Count how many lines below include the string "static", and give that number without anything else.

Saved data entries:
- - -
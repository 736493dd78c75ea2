//! Languages offered in the session pickers, labelled in their own script.

/// Source sentinel asking the gateway to detect the language.
pub const AUTO: &str = "auto";

#[derive(Debug, Clone, Copy, PartialEq, Eq)]
pub struct Language {
    pub code: &'static str,
    pub label: &'static str,
}

const fn lang(code: &'static str, label: &'static str) -> Language {
    Language { code, label }
}

pub const LANGUAGES: &[Language] = &[
    lang("ar", "العربية"),
    lang("bg", "Български"),
    lang("cs", "Čeština"),
    lang("da", "Dansk"),
    lang("de", "Deutsch"),
    lang("el", "Ελληνικά"),
    lang("en", "English"),
    lang("en-GB", "English (UK)"),
    lang("en-US", "English (US)"),
    lang("es", "Español"),
    lang("es-419", "Español (LatAm)"),
    lang("et", "Eesti"),
    lang("fi", "Suomi"),
    lang("fr", "Français"),
    lang("he", "עברית"),
    lang("hu", "Magyar"),
    lang("id", "Bahasa Indonesia"),
    lang("it", "Italiano"),
    lang("ja", "日本語"),
    lang("ko", "한국어"),
    lang("lt", "Lietuvių"),
    lang("lv", "Latviešu"),
    lang("nb", "Norsk bokmål"),
    lang("nl", "Nederlands"),
    lang("pl", "Polski"),
    lang("pt-BR", "Português (Brasil)"),
    lang("pt-PT", "Português (Portugal)"),
    lang("ro", "Română"),
    lang("ru", "Русский"),
    lang("sk", "Slovenčina"),
    lang("sl", "Slovenščina"),
    lang("sv", "Svenska"),
    lang("th", "ไทย"),
    lang("tr", "Türkçe"),
    lang("uk", "Українська"),
    lang("vi", "Tiếng Việt"),
    lang("zh", "中文"),
    lang("zh-Hans", "简体中文"),
    lang("zh-Hant", "繁體中文"),
];

/// Case-insensitive lookup; gateways report codes like `FR` or `pt-br`.
pub fn find(code: &str) -> Option<&'static Language> {
    LANGUAGES.iter().find(|l| l.code.eq_ignore_ascii_case(code))
}

pub fn label(code: &str) -> &str {
    if code == AUTO {
        return AUTO;
    }
    find(code).map(|l| l.label).unwrap_or(code)
}

/// Label of the "auto" source option once the gateway has detected `detected`.
pub fn auto_label(detected: Option<&str>) -> String {
    match detected.map(str::trim).filter(|d| !d.is_empty()) {
        Some(code) => {
            let name = find(code).map(|l| l.label.to_string()).unwrap_or_else(|| code.to_uppercase());
            format!("{name} ({AUTO})")
        }
        None => AUTO.to_string(),
    }
}

/// Primary language subtag of a locale string: `fr_FR.UTF-8` → `fr`,
/// `pt-BR` → `pt`. `C` and `POSIX` carry no language.
pub fn primary_subtag(locale: &str) -> Option<String> {
    let tag = locale.split(['.', '@']).next().unwrap_or_default();
    let primary = tag.split(['_', '-']).next().unwrap_or_default().trim();
    if primary.is_empty() || primary.eq_ignore_ascii_case("c") || primary.eq_ignore_ascii_case("posix") {
        return None;
    }
    Some(primary.to_lowercase())
}

/// Default target: the locale's primary language when the pickers offer it,
/// otherwise `fallback`.
pub fn default_target(locale: Option<&str>, fallback: &str) -> String {
    locale
        .and_then(primary_subtag)
        .and_then(|code| find(&code).map(|l| l.code.to_string()))
        .unwrap_or_else(|| fallback.to_string())
}

/// The active locale from the environment, POSIX precedence.
pub fn env_locale(lookup: impl Fn(&str) -> Option<String>) -> Option<String> {
    ["LC_ALL", "LC_MESSAGES", "LANG"]
        .into_iter()
        .filter_map(|k| lookup(k))
        .find(|v| !v.trim().is_empty())
}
- - -
◆ Written response
4